### About this task:
Beginning with the first line, please return the entries exactly through the line that contains "fn previous(self) ->", and leave out all later lines.

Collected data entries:
------------------------------------
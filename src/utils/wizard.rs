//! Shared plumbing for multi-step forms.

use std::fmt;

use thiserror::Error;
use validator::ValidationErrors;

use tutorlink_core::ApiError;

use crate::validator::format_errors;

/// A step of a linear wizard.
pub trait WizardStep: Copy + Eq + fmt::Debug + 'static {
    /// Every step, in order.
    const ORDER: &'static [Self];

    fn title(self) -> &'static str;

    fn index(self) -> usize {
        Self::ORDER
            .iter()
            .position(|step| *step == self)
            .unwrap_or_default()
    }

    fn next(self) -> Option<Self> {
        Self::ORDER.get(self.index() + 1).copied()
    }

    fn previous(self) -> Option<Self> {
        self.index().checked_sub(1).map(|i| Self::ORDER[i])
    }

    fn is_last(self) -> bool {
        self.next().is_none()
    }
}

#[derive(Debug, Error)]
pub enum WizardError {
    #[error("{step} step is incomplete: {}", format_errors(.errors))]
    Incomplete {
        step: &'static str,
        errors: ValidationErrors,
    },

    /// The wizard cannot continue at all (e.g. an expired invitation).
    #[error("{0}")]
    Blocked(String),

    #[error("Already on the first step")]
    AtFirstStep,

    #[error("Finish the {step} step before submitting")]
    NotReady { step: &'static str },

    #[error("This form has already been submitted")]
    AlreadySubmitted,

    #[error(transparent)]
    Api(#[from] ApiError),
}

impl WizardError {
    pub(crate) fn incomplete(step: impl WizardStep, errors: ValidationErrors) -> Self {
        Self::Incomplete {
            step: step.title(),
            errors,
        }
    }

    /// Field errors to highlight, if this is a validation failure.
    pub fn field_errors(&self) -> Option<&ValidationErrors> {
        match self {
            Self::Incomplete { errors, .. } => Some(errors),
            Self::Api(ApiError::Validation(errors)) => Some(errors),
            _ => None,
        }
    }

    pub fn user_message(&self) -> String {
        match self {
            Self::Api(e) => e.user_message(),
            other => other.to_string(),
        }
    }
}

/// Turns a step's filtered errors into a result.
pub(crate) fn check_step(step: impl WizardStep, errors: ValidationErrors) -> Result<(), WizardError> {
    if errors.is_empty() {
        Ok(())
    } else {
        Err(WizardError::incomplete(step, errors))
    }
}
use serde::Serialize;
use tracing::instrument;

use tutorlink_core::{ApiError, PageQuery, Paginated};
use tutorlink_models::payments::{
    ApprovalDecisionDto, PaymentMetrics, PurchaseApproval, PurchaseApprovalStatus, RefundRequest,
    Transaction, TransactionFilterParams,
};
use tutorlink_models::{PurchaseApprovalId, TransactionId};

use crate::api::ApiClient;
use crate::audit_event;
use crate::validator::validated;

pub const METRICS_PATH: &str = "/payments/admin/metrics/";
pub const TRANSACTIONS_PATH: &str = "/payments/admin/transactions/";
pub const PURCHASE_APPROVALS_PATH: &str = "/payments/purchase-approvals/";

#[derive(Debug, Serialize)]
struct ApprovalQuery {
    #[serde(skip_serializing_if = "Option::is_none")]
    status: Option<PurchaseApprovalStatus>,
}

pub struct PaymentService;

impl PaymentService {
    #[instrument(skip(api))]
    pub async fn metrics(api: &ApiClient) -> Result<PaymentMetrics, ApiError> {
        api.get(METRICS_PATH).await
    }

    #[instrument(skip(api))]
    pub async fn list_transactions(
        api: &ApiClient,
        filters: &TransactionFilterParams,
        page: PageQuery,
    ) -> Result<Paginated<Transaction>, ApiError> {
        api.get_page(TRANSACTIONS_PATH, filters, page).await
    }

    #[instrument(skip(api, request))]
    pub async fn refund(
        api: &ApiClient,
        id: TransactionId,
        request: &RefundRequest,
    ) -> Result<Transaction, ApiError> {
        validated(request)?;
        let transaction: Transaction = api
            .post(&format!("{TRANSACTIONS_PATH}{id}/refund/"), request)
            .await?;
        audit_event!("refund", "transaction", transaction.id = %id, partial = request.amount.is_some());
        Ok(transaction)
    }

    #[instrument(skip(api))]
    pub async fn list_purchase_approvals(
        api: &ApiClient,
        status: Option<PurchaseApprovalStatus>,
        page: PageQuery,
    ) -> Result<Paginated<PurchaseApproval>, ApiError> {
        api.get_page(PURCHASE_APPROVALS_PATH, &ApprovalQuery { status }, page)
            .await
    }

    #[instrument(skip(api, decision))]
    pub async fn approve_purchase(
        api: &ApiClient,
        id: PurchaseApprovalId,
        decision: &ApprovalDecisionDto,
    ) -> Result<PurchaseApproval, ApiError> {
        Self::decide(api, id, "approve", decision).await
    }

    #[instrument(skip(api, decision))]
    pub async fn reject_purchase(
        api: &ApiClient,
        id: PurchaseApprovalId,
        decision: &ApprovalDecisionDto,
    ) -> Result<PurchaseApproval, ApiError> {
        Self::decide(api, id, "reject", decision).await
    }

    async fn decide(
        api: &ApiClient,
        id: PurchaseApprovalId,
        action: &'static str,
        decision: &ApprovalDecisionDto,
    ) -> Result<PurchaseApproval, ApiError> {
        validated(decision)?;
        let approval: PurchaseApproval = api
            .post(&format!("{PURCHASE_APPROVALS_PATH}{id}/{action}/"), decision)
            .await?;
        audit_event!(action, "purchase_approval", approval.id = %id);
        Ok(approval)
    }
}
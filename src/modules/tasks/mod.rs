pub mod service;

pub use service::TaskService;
------------------------------------
### Output for this exercise:
filename src/utils/wizard.rs
//! Shared plumbing for multi-step forms.

use std::fmt;

use thiserror::Error;
use validator::ValidationErrors;

use tutorlink_core::ApiError;

use crate::validator::format_errors;

/// A step of a linear wizard.
pub trait WizardStep: Copy + Eq + fmt::Debug + 'static {
    /// Every step, in order.
    const ORDER: &'static [Self];

    fn title(self) -> &'static str;

    fn index(self) -> usize {
        Self::ORDER
            .iter()
            .position(|step| *step == self)
            .unwrap_or_default()
    }

    fn next(self) -> Option<Self> {
        Self::ORDER.get(self.index() + 1).copied()
    }

    fn previous(self) -> Option<Self> {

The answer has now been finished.